There are three types of referendums: compulsory, optional and direct initiative. The compulsory referendum is statutory. It requires the legislature to submit certain measures to the voters such as constitutional amendments. Optional referendums are these issues that the legislature refers to the voters at their own discretion. The direct initiative is proposed by citizens who have gathered a qualifying number of signatures. The practice is consistent with the First Amendment of the United States Constitution.
To support his contentions that referendums are futile, refers to the recent forestry compact as an example, cites a random polling of 60 people and suggests that voters are only guessing.
The forestry referendum was essentially initiated and drafted by our governor and other official departments in an effort to countermand or otherwise undermind an effort to ban clear-cutting. That referendum did not pass, many people who voted no, and did so because they admittedly did not understand it. The fault is not with the voters or referendums per se, but with the artificers. Calling the wording of referendums confusing has become a trite cliche of opponents.

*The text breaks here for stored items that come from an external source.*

#[cfg(test)]
mod tests {
    use super::*;
    use crate::error::ErrorKind;

    fn definition(name: &str, kind: &str) -> InstrumentDefinition {
        InstrumentDefinition {
            name: name.to_string(),
            r#type: kind.to_string(),
            enabled: true,
            port: None,
            baud_rate: 19200,
            timeout: Duration::from_secs(1),
            options: toml::Table::new(),
        }
    }

    fn registry(definitions: Vec<InstrumentDefinition>) -> InstrumentRegistry {
        let settings = ScanSettings {
            instruments: definitions,
            ..Default::default()
        };
        InstrumentRegistry::from_settings(&settings).unwrap()
    }

    #[test]
    fn selects_sole_source_meter_implicitly() {
        let registry = registry(vec![definition("smu", "mock_smu"), definition("lcr", "mock_lcr")]);
        let (name, _) = registry.select(InstrumentRole::SourceMeter, None).unwrap();
        assert_eq!(name, "smu");
        assert_eq!(registry.list().len(), 2);
    }

    #[test]
    fn two_source_meters_need_a_name() {
        let registry = registry(vec![definition("a", "mock_smu"), definition("b", "mock_smu")]);
        let err = registry.select(InstrumentRole::SourceMeter, None).unwrap_err();
        assert_eq!(err.kind(), ErrorKind::Configuration);
        assert!(matches!(err, ScanError::AmbiguousDevice { .. }));

        let (name, _) = registry.select(InstrumentRole::SourceMeter, Some("b")).unwrap();
        assert_eq!(name, "b");
    }

    #[test]
    fn name_with_wrong_role_is_rejected() {
        let registry = registry(vec![definition("lcr", "mock_lcr")]);
        assert!(registry.select(InstrumentRole::SourceMeter, Some("lcr")).is_err());
        assert!(registry.select(InstrumentRole::SourceMeter, Some("nope")).is_err());
    }

    #[test]
    fn disabled_instruments_are_ignored() {
        let mut disabled = definition("b", "mock_smu");
        disabled.enabled = false;
        let registry = registry(vec![definition("a", "mock_smu"), disabled]);
        assert!(registry.select(InstrumentRole::SourceMeter, None).is_ok());
    }

    #[test]
    fn serial_types_require_a_port() {
        let err = DriverType::from_definition(&definition("smu", "keithley2410")).unwrap_err();
        assert!(err.to_string().contains("port"));

        let mut with_port = definition("smu", "keithley2410");
        with_port.port = Some("/dev/ttyUSB0".to_string());
        assert_eq!(
            DriverType::from_definition(&with_port).unwrap().role(),
            InstrumentRole::SourceMeter
        );
    }

    #[test]
    fn serial_terminator_option() {
        let mut def = definition("lcr", "hp4284a");
        def.port = Some("/dev/ttyUSB1".to_string());
        def.options
            .insert("terminator".into(), toml::Value::String("\n".into()));
        match DriverType::from_definition(&def).unwrap() {
            DriverType::Hp4284a(link) => assert_eq!(link.terminator.as_deref(), Some("\n")),
            other => panic!("unexpected driver: {other:?}"),
        }

        def.options.insert("terminator".into(), toml::Value::Integer(10));
        assert!(DriverType::from_definition(&def).is_err());
    }

    #[test]
    fn unknown_type_is_a_configuration_error() {
        let err = DriverType::from_definition(&definition("x", "oscilloscope")).unwrap_err();
        assert_eq!(err.kind(), ErrorKind::Configuration);
    }

    #[tokio::test]
    async fn opens_mock_with_trip_point() {
        let mut def = definition("smu", "mock_smu");
        def.options.insert("trip_voltage".into(), toml::Value::Float(3.0));
        def.options.insert("trip_current".into(), toml::Value::Float(2e-6));
        let registry = registry(vec![def]);

        let smu = registry.open_source_meter(None).await.unwrap();
        smu.set_voltage(3.0).await.unwrap();
        assert_eq!(smu.get_current().await.unwrap(), 2e-6);
    }
}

The problems with referendums are not idealogical — they’re administrative. While the process has its drawbacks, so does our legislature.
The contention that “big money and special interests buy referenda even more easily than they buy elections” is about the biggest bull in the field. While some campaigns have hired-employed people to circulate petitions for them, petitioners do not pay people for their signatures any more than candidates pay people to vote for them at the polls. However, candidates don’t need to collect nearly as many signatures to get on the ballot as does a citizens’ initiative. I wouldn’t be surprised if they paid for those signatures, or bought their party’s nomination.
Voters are routinely lied to, deceived and betrayed by politicians and elected officials who do sell their votes on certain legislation. Of course, the road to public office is paved with good intentions, or at least the impression thereof.
Democracy is not so much overrated as it is undermined. I am not arguing the fact that our government is a republic augmented by democracy. But, republic, the noun, is only qualified by the adjective, democratic, and the republic is beholden to the Constitution.
Faircloth reduces citizen involvement to that of prolitarian voters to be coddled at election time, then disdained during the legislative session. If legislators were more inclined to opt for the optional referendums we might not find ourselves inundated with citizens’ initiatives.
Direct initiatives are not a fad from California, but a long neglected and overdue manifestation of citizen participation. Now that the genie is out of the bottle, our representatives should work with us [to create] “steady, deliberate and craft public policy,” as it may help make the process a little more efficient. [They shouldn’t] try to discourage or prohibit [our participation]. Besides, any attempt to repeal the articles of the direct initiative will fail.
If direct democracy leads to mob rule, absolute republics lead to elitest totalitarianism as it did in ancient Rome. Mind you, their republic lasted nearly 500 years.
Michael T. Cushman lives in Bangor.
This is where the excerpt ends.